- _What to produce_: Retype every record that appears below, unchanged.

- _Data for processing_:
****************

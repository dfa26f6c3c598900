//! Frame scheduling behind explicit, cancellable request handles.
//!
//! The gallery never recurses into its own frame callback. It asks a
//! [`FrameScheduler`] for a frame, stores the returned [`FrameId`], and
//! only acts on a delivered frame whose id matches the stored one. A
//! cancelled or superseded id is therefore harmless even if the host
//! delivers it anyway.

use std::collections::VecDeque;

use serde::{Deserialize, Serialize};

/// Handle of a requested animation frame
#[derive(Debug, Clone, Copy, PartialEq, Eq, Hash, Serialize, Deserialize)]
pub struct FrameId(pub u64);

/// Source of per-frame callbacks (`requestAnimationFrame` or equivalent)
pub trait FrameScheduler {
    /// Requests one callback on the next frame
    fn request_frame(&mut self) -> FrameId;

    /// Cancels a pending request. Unknown or already delivered ids are ignored.
    fn cancel_frame(&mut self, id: FrameId);
}

/// Scheduler for hosts that poll: requested frames queue up until drained.
///
/// Used headless and by immediate-mode UIs, which drain once per repaint.
#[derive(Debug, Default)]
pub struct ManualFrameScheduler {
    next_id: u64,
    pending: VecDeque<FrameId>,
}

impl ManualFrameScheduler {
    pub fn new() -> Self {
        Self::default()
    }

    /// Takes every frame requested so far
    pub fn take_due(&mut self) -> Vec<FrameId> {
        self.pending.drain(..).collect()
    }

    pub fn pending_count(&self) -> usize {
        self.pending.len()
    }

    pub fn is_idle(&self) -> bool {
        self.pending.is_empty()
    }
}

impl FrameScheduler for ManualFrameScheduler {
    fn request_frame(&mut self) -> FrameId {
        self.next_id += 1;
        let id = FrameId(self.next_id);
        self.pending.push_back(id);
        id
    }

    fn cancel_frame(&mut self, id: FrameId) {
        self.pending.retain(|pending| *pending != id);
    }
}

#[cfg(test)]
mod tests {
    use super::*;

    #[test]
    fn test_request_and_drain() {
        let mut scheduler = ManualFrameScheduler::new();
        let a = scheduler.request_frame();
        let b = scheduler.request_frame();
        assert_ne!(a, b);
        assert_eq!(scheduler.pending_count(), 2);

        assert_eq!(scheduler.take_due(), vec![a, b]);
        assert!(scheduler.is_idle());
    }

    #[test]
    fn test_cancel_removes_pending() {
        let mut scheduler = ManualFrameScheduler::new();
        let a = scheduler.request_frame();
        let b = scheduler.request_frame();
        scheduler.cancel_frame(a);
        scheduler.cancel_frame(FrameId(999));
        assert_eq!(scheduler.take_due(), vec![b]);
    }
}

****************

- _Response area_:
repository dfa26f6c3c598900
//! Frame scheduling behind explicit, cancellable request handles.
//!
//! The gallery never recurses into its own frame callback. It asks a
//! [`FrameScheduler`] for a frame, stores the returned [`FrameId`], and
//! only acts on a delivered frame whose id matches the stored one. A
//! cancelled or superseded id is therefore harmless even if the host
//! delivers it anyway.

use std::collections::VecDeque;

use serde::{Deserialize, Serialize};

/// Handle of a requested animation frame
#[derive(Debug, Clone, Copy, PartialEq, Eq, Hash, Serialize, Deserialize)]
pub struct FrameId(pub u64);

/// Source of per-frame callbacks (`requestAnimationFrame` or equivalent)
pub trait FrameScheduler {
    /// Requests one callback on the next frame
    fn request_frame(&mut self) -> FrameId;

    /// Cancels a pending request. Unknown or already delivered ids are ignored.
    fn cancel_frame(&mut self, id: FrameId);
}

/// Scheduler for hosts that poll: requested frames queue up until drained.
///
/// Used headless and by immediate-mode UIs, which drain once per repaint.
#[derive(Debug, Default)]
pub struct ManualFrameScheduler {
    next_id: u64,
    pending: VecDeque<FrameId>,
}

impl ManualFrameScheduler {
    pub fn new() -> Self {
        Self::default()
    }

    /// Takes every frame requested so far
    pub fn take_due(&mut self) -> Vec<FrameId> {
        self.pending.drain(..).collect()
    }

    pub fn pending_count(&self) -> usize {
        self.pending.len()
    }

    pub fn is_idle(&self) -> bool {
        self.pending.is_empty()
    }
}

impl FrameScheduler for ManualFrameScheduler {
    fn request_frame(&mut self) -> FrameId {
        self.next_id += 1;
        let id = FrameId(self.next_id);
        self.pending.push_back(id);
        id
    }

    fn cancel_frame(&mut self, id: FrameId) {
        self.pending.retain(|pending| *pending != id);
    }
}

#[cfg(test)]
mod tests {
    use super::*;

    #[test]
    fn test_request_and_drain() {
        let mut scheduler = ManualFrameScheduler::new();
        let a = scheduler.request_frame();
        let b = scheduler.request_frame();
        assert_ne!(a, b);
        assert_eq!(scheduler.pending_count(), 2);

        assert_eq!(scheduler.take_due(), vec![a, b]);
        assert!(scheduler.is_idle());
    }

    #[test]
    fn test_cancel_removes_pending() {
        let mut scheduler = ManualFrameScheduler::new();
        let a = scheduler.request_frame();
        let b = scheduler.request_frame();
        scheduler.cancel_frame(a);
        scheduler.cancel_frame(FrameId(999));
        assert_eq!(scheduler.take_due(), vec![b]);
    }
}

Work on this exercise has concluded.